Material for the task.
****
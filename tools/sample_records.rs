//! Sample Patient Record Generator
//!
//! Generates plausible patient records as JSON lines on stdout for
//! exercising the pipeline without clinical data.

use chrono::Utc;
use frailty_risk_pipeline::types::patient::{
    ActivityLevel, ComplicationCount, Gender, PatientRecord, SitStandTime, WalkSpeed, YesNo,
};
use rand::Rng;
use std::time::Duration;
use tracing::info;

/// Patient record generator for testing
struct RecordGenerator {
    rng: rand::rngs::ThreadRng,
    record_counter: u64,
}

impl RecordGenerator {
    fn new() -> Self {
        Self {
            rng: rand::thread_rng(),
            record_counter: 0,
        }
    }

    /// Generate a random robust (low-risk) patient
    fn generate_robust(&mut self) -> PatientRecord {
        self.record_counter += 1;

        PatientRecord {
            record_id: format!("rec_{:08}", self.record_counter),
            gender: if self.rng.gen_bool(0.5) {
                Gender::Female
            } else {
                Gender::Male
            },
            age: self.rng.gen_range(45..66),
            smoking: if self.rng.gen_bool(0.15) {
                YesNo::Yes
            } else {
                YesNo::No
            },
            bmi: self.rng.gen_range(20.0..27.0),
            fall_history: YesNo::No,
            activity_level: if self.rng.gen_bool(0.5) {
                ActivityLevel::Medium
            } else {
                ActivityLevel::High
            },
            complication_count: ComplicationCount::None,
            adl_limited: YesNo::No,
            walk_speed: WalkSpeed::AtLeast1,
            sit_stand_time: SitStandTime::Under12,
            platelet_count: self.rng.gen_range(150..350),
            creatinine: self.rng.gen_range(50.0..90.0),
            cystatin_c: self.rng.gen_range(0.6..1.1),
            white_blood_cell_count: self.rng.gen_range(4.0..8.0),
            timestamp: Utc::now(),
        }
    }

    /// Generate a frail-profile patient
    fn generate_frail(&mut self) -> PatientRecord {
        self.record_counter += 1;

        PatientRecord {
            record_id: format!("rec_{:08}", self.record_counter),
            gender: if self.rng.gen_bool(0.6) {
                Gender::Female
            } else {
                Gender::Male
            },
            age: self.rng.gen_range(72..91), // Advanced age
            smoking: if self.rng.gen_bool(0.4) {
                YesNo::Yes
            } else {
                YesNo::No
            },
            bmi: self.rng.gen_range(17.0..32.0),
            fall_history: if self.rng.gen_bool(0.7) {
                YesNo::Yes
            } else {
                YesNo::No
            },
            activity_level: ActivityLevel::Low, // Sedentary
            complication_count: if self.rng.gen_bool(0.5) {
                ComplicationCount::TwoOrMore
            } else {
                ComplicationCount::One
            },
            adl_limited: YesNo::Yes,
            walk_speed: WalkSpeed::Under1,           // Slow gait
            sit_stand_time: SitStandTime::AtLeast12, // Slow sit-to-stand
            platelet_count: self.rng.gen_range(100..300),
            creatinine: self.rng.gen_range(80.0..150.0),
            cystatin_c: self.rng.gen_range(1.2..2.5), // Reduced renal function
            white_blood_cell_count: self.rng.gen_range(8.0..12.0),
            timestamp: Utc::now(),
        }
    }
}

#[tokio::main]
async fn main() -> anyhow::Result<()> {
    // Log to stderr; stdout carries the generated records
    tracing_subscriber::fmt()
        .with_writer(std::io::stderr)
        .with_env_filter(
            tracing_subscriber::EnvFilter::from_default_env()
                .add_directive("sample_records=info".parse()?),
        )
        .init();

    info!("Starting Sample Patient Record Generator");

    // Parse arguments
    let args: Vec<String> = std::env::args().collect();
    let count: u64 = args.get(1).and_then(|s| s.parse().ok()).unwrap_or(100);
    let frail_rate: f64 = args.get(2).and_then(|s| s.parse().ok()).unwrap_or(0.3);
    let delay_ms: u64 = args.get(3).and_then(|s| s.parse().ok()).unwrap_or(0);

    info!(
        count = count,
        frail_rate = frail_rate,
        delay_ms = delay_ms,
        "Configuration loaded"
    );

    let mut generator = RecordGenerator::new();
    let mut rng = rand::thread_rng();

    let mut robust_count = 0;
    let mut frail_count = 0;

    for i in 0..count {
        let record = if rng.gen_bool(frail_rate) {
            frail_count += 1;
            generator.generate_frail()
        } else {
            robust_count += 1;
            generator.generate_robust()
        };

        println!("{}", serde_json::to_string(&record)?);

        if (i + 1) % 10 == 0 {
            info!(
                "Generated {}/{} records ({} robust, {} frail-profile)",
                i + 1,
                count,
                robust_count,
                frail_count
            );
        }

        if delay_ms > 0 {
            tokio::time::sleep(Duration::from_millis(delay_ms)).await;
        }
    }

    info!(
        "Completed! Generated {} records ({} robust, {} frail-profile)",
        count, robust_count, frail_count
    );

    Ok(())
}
****
Exercise directions. The response must give every line from the material above that holds the string "stderr".

Task answer.
    // Log to stderr; stdout carries the generated records
        .with_writer(std::io::stderr)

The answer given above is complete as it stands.